- **ACTION ITEM**
What is the number of lines in these entries that contain "crate"? State it alone.

** RAW DATA follows **

//! Browser 2D canvas backend.
//!
//! Forwards every [`DrawingSurface`] call to a `CanvasRenderingContext2d`.
//! Canvas calls that can throw are logged and otherwise ignored so a single
//! bad draw never aborts a frame.

use stage_core::{Color, DrawingSurface, EllipseSpec, TextMetrics};
use wasm_bindgen::{JsCast, JsValue};
use web_sys::{CanvasRenderingContext2d, HtmlCanvasElement};

use crate::{BackendType, RenderError, RenderResult};

use super::RenderBackend;

/// 2D canvas renderer.
pub struct Canvas2DBackend {
    canvas: HtmlCanvasElement,
    ctx: CanvasRenderingContext2d,
}

impl Canvas2DBackend {
    /// Wrap an existing canvas element.
    ///
    /// # Errors
    ///
    /// Returns an error if the canvas has no 2D context.
    pub fn from_canvas(canvas: HtmlCanvasElement) -> RenderResult<Self> {
        let ctx = canvas
            .get_context("2d")
            .map_err(|e| RenderError::Surface(js_message(&e)))?
            .ok_or_else(|| RenderError::NoBackend("canvas has no 2d context".to_string()))?
            .dyn_into::<CanvasRenderingContext2d>()
            .map_err(|_| RenderError::Surface("context is not a 2d context".to_string()))?;
        tracing::debug!(
            "Canvas2D attached to {}x{} canvas",
            canvas.width(),
            canvas.height()
        );
        Ok(Self { canvas, ctx })
    }

    /// Look up a canvas by element id and wrap it.
    ///
    /// # Errors
    ///
    /// Returns an error if there is no document, no such element, or the
    /// element is not a canvas.
    pub fn from_element_id(id: &str) -> RenderResult<Self> {
        let document = web_sys::window()
            .and_then(|w| w.document())
            .ok_or_else(|| RenderError::NoBackend("no document available".to_string()))?;
        let canvas = document
            .get_element_by_id(id)
            .ok_or_else(|| RenderError::Surface(format!("no element with id '{id}'")))?
            .dyn_into::<HtmlCanvasElement>()
            .map_err(|_| RenderError::Surface(format!("element '{id}' is not a canvas")))?;
        Self::from_canvas(canvas)
    }

    /// The underlying canvas element.
    #[must_use]
    pub fn canvas(&self) -> &HtmlCanvasElement {
        &self.canvas
    }

    /// Canvas bounding rectangle, for input mapping.
    #[must_use]
    pub fn client_rect(&self) -> crate::binder::ClientRect {
        crate::binder::ClientRect::from(&self.canvas.get_bounding_client_rect())
    }
}

fn js_message(value: &JsValue) -> String {
    value
        .as_string()
        .unwrap_or_else(|| format!("{value:?}"))
}

fn log_js(op: &str, result: Result<(), JsValue>) {
    if let Err(e) = result {
        tracing::warn!("Canvas2D {op} failed: {}", js_message(&e));
    }
}

impl DrawingSurface for Canvas2DBackend {
    fn save(&mut self) {
        self.ctx.save();
    }

    fn restore(&mut self) {
        self.ctx.restore();
    }

    fn translate(&mut self, x: f64, y: f64) {
        log_js("translate", self.ctx.translate(x, y));
    }

    fn rotate(&mut self, radians: f64) {
        log_js("rotate", self.ctx.rotate(radians));
    }

    fn scale(&mut self, x: f64, y: f64) {
        log_js("scale", self.ctx.scale(x, y));
    }

    fn begin_path(&mut self) {
        self.ctx.begin_path();
    }

    fn move_to(&mut self, x: f64, y: f64) {
        self.ctx.move_to(x, y);
    }

    fn line_to(&mut self, x: f64, y: f64) {
        self.ctx.line_to(x, y);
    }

    fn quadratic_to(&mut self, cx: f64, cy: f64, x: f64, y: f64) {
        self.ctx.quadratic_curve_to(cx, cy, x, y);
    }

    fn bezier_to(&mut self, c1x: f64, c1y: f64, c2x: f64, c2y: f64, x: f64, y: f64) {
        self.ctx.bezier_curve_to(c1x, c1y, c2x, c2y, x, y);
    }

    fn ellipse(&mut self, spec: &EllipseSpec) {
        log_js(
            "ellipse",
            self.ctx.ellipse_with_anticlockwise(
                spec.center.x,
                spec.center.y,
                spec.radii.x.abs(),
                spec.radii.y.abs(),
                spec.rotation,
                spec.start,
                spec.end,
                spec.anticlockwise,
            ),
        );
    }

    fn close_path(&mut self) {
        self.ctx.close_path();
    }

    fn fill(&mut self) {
        self.ctx.fill();
    }

    fn stroke(&mut self) {
        self.ctx.stroke();
    }

    fn set_fill_color(&mut self, color: &Color) {
        self.ctx.set_fill_style_str(color.hex());
    }

    fn set_stroke_color(&mut self, color: &Color) {
        self.ctx.set_stroke_style_str(color.hex());
    }

    fn set_line_width(&mut self, width: f64) {
        self.ctx.set_line_width(width);
    }

    fn set_shadow(&mut self, blur: f64, color: &Color) {
        self.ctx.set_shadow_blur(blur);
        self.ctx.set_shadow_color(color.hex());
    }

    fn set_font(&mut self, font: &str) {
        self.ctx.set_font(font);
    }

    fn measure_text(&mut self, text: &str) -> TextMetrics {
        match self.ctx.measure_text(text) {
            Ok(m) => TextMetrics {
                width: m.width(),
                ascent: m.actual_bounding_box_ascent(),
                descent: m.actual_bounding_box_descent(),
            },
            Err(e) => {
                tracing::warn!("Canvas2D measure_text failed: {}", js_message(&e));
                TextMetrics::default()
            }
        }
    }

    fn fill_text(&mut self, text: &str, x: f64, y: f64) {
        log_js("fill_text", self.ctx.fill_text(text, x, y));
    }

    fn stroke_text(&mut self, text: &str, x: f64, y: f64) {
        log_js("stroke_text", self.ctx.stroke_text(text, x, y));
    }

    fn clear(&mut self, background: Option<&Color>) {
        let w = f64::from(self.canvas.width());
        let h = f64::from(self.canvas.height());
        self.ctx.save();
        log_js("reset transform", self.ctx.set_transform(1.0, 0.0, 0.0, 1.0, 0.0, 0.0));
        self.ctx.clear_rect(0.0, 0.0, w, h);
        if let Some(color) = background {
            self.ctx.set_fill_style_str(color.hex());
            self.ctx.fill_rect(0.0, 0.0, w, h);
        }
        self.ctx.restore();
    }
}

impl RenderBackend for Canvas2DBackend {
    fn backend_type(&self) -> BackendType {
        BackendType::Canvas2D
    }

    fn surface(&mut self) -> &mut dyn DrawingSurface {
        self
    }

    fn size(&self) -> (u32, u32) {
        (self.canvas.width(), self.canvas.height())
    }

    fn resize(&mut self, width: u32, height: u32) -> RenderResult<()> {
        if width == 0 || height == 0 {
            return Err(RenderError::Surface(format!(
                "cannot resize to {width}x{height}"
            )));
        }
        self.canvas.set_width(width);
        self.canvas.set_height(height);
        tracing::debug!("Canvas2D resized to {}x{}", width, height);
        Ok(())
    }
}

** End of RAW DATA **

- **EXPECTED ANSWER**
3